-- Given information follows --
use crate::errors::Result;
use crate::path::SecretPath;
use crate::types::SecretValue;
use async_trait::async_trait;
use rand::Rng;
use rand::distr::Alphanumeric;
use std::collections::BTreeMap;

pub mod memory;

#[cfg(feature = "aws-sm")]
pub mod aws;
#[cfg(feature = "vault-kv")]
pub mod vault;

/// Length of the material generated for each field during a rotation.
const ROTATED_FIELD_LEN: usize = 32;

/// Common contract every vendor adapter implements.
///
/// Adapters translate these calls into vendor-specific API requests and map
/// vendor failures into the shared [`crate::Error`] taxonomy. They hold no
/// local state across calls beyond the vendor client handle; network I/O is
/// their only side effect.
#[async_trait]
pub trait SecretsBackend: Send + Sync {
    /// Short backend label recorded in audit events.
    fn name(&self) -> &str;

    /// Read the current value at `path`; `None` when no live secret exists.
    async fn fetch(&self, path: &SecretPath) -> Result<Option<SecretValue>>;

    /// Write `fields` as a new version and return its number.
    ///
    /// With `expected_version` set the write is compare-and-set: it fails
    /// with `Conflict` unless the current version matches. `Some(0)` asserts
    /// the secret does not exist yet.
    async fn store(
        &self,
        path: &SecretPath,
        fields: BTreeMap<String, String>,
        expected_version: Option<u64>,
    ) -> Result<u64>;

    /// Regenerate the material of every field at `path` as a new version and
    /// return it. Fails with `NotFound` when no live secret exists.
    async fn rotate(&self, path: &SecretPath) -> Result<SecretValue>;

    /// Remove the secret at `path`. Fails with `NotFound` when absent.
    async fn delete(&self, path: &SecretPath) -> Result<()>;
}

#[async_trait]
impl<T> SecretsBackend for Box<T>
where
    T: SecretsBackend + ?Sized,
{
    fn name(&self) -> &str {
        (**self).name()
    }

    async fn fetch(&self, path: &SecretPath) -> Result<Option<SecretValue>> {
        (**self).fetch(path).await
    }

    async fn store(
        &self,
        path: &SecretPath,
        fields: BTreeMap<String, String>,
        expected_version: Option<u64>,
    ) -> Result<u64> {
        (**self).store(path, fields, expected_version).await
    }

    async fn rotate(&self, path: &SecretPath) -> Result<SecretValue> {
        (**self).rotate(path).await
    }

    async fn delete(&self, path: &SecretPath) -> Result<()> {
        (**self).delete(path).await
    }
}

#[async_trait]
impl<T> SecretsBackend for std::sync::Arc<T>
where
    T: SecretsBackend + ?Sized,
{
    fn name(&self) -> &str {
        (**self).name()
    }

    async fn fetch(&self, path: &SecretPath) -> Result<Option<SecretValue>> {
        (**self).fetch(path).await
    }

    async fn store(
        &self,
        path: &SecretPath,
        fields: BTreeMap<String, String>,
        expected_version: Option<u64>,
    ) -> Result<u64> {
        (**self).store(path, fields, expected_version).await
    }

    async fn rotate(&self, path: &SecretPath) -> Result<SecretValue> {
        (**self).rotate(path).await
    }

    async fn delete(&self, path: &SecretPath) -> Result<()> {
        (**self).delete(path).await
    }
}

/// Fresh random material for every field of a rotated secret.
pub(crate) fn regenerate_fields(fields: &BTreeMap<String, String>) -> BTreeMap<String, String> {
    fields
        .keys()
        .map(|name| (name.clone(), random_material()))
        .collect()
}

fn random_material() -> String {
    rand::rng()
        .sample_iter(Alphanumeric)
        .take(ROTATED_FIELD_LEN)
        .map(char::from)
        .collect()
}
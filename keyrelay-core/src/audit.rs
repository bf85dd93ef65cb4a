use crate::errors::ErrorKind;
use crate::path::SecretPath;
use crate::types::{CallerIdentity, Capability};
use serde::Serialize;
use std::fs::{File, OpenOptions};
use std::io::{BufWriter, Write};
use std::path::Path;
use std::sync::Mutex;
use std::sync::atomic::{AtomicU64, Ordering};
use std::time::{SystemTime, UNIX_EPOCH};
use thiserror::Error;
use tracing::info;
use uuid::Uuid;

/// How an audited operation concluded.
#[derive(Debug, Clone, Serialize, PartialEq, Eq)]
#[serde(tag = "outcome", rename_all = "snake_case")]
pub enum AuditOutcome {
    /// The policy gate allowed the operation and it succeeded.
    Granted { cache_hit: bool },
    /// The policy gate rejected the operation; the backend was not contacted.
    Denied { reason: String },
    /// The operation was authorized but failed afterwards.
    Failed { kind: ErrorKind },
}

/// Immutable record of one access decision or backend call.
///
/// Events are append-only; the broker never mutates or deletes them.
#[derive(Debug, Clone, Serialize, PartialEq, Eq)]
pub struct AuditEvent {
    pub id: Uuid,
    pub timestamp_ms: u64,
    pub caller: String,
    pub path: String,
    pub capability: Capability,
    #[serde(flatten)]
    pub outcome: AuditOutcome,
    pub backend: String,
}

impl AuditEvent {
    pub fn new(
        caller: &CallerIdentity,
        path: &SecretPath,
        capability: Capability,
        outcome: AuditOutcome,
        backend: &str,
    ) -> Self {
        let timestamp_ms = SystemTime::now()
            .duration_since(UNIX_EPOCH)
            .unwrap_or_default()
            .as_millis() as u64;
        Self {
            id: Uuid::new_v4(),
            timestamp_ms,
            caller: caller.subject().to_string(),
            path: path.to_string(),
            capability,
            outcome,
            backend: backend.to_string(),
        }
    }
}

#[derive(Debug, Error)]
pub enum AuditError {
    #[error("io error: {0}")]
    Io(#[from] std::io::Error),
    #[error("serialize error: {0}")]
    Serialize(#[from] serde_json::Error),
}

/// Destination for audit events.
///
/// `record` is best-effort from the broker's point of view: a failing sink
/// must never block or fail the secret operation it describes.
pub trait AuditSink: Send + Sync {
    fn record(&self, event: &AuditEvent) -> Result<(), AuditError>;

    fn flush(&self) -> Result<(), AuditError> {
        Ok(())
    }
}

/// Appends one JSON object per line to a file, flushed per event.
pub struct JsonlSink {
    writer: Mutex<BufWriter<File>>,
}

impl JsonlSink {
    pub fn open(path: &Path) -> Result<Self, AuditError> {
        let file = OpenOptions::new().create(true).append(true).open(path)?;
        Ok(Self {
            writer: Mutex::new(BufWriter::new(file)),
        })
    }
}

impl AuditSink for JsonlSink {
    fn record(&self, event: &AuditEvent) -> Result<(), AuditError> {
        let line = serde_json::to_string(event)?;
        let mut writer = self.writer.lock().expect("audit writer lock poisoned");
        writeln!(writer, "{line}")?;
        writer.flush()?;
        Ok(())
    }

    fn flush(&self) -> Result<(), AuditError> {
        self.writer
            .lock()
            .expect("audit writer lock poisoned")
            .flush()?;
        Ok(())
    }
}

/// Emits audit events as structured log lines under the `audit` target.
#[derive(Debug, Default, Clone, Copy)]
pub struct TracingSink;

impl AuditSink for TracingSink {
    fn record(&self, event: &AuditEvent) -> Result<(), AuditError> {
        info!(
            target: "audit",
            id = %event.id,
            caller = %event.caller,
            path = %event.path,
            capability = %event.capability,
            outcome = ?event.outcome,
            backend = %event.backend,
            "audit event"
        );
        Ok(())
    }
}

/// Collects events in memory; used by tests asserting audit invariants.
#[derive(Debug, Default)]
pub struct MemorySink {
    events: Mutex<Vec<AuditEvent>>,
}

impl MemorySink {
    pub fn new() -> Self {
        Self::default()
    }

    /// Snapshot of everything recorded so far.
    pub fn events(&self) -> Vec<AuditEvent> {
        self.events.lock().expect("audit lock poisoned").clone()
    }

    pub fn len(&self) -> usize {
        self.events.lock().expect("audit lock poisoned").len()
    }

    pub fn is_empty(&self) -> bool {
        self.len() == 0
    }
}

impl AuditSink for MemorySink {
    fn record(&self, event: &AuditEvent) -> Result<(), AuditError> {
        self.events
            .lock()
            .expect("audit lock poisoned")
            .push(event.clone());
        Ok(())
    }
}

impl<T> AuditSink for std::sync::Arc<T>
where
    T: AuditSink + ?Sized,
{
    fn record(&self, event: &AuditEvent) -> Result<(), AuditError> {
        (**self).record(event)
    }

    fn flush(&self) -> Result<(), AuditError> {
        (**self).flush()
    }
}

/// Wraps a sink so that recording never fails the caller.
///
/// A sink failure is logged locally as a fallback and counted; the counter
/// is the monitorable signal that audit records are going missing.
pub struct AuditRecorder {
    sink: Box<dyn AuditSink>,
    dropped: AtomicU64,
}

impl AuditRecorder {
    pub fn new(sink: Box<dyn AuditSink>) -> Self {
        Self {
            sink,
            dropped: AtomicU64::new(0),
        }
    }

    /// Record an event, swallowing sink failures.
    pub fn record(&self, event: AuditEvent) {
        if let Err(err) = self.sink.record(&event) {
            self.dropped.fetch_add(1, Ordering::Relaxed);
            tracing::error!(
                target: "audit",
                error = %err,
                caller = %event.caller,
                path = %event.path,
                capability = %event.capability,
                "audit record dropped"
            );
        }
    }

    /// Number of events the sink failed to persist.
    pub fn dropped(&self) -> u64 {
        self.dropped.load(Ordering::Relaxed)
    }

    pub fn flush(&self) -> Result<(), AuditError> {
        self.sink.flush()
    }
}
-- Given information concluded --
-- Given information follows --
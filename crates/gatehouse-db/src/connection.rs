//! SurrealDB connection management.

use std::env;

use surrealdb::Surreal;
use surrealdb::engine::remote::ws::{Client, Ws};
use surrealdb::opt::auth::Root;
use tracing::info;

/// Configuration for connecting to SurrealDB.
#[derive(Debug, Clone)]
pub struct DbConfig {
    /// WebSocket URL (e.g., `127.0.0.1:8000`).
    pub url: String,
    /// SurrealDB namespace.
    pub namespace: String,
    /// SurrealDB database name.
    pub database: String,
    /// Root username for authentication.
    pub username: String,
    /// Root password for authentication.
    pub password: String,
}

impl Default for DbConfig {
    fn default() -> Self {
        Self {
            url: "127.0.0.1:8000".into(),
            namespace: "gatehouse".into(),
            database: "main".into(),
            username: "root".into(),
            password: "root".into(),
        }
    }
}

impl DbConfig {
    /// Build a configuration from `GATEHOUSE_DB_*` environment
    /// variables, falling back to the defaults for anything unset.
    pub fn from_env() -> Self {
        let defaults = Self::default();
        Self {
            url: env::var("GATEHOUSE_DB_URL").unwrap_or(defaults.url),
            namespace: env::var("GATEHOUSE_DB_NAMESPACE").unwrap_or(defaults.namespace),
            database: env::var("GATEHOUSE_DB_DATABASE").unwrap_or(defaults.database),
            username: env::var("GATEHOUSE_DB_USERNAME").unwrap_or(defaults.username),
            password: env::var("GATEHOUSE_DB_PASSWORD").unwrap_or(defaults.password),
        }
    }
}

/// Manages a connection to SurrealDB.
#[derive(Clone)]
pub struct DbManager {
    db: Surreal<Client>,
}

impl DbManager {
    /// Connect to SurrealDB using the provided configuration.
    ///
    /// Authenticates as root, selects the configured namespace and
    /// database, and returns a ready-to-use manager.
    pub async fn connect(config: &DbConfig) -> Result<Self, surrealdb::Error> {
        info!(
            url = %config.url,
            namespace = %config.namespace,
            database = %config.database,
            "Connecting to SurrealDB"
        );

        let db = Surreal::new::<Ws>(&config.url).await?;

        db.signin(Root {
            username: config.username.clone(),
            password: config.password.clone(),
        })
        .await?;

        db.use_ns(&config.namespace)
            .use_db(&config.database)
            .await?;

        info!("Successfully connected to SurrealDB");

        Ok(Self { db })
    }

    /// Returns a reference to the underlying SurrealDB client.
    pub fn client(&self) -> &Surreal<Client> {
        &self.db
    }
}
-- Given information concluded --
Activity – Count how many lines of the entries contain the word "current", and respond with that count only.

Solution for this exercise – 2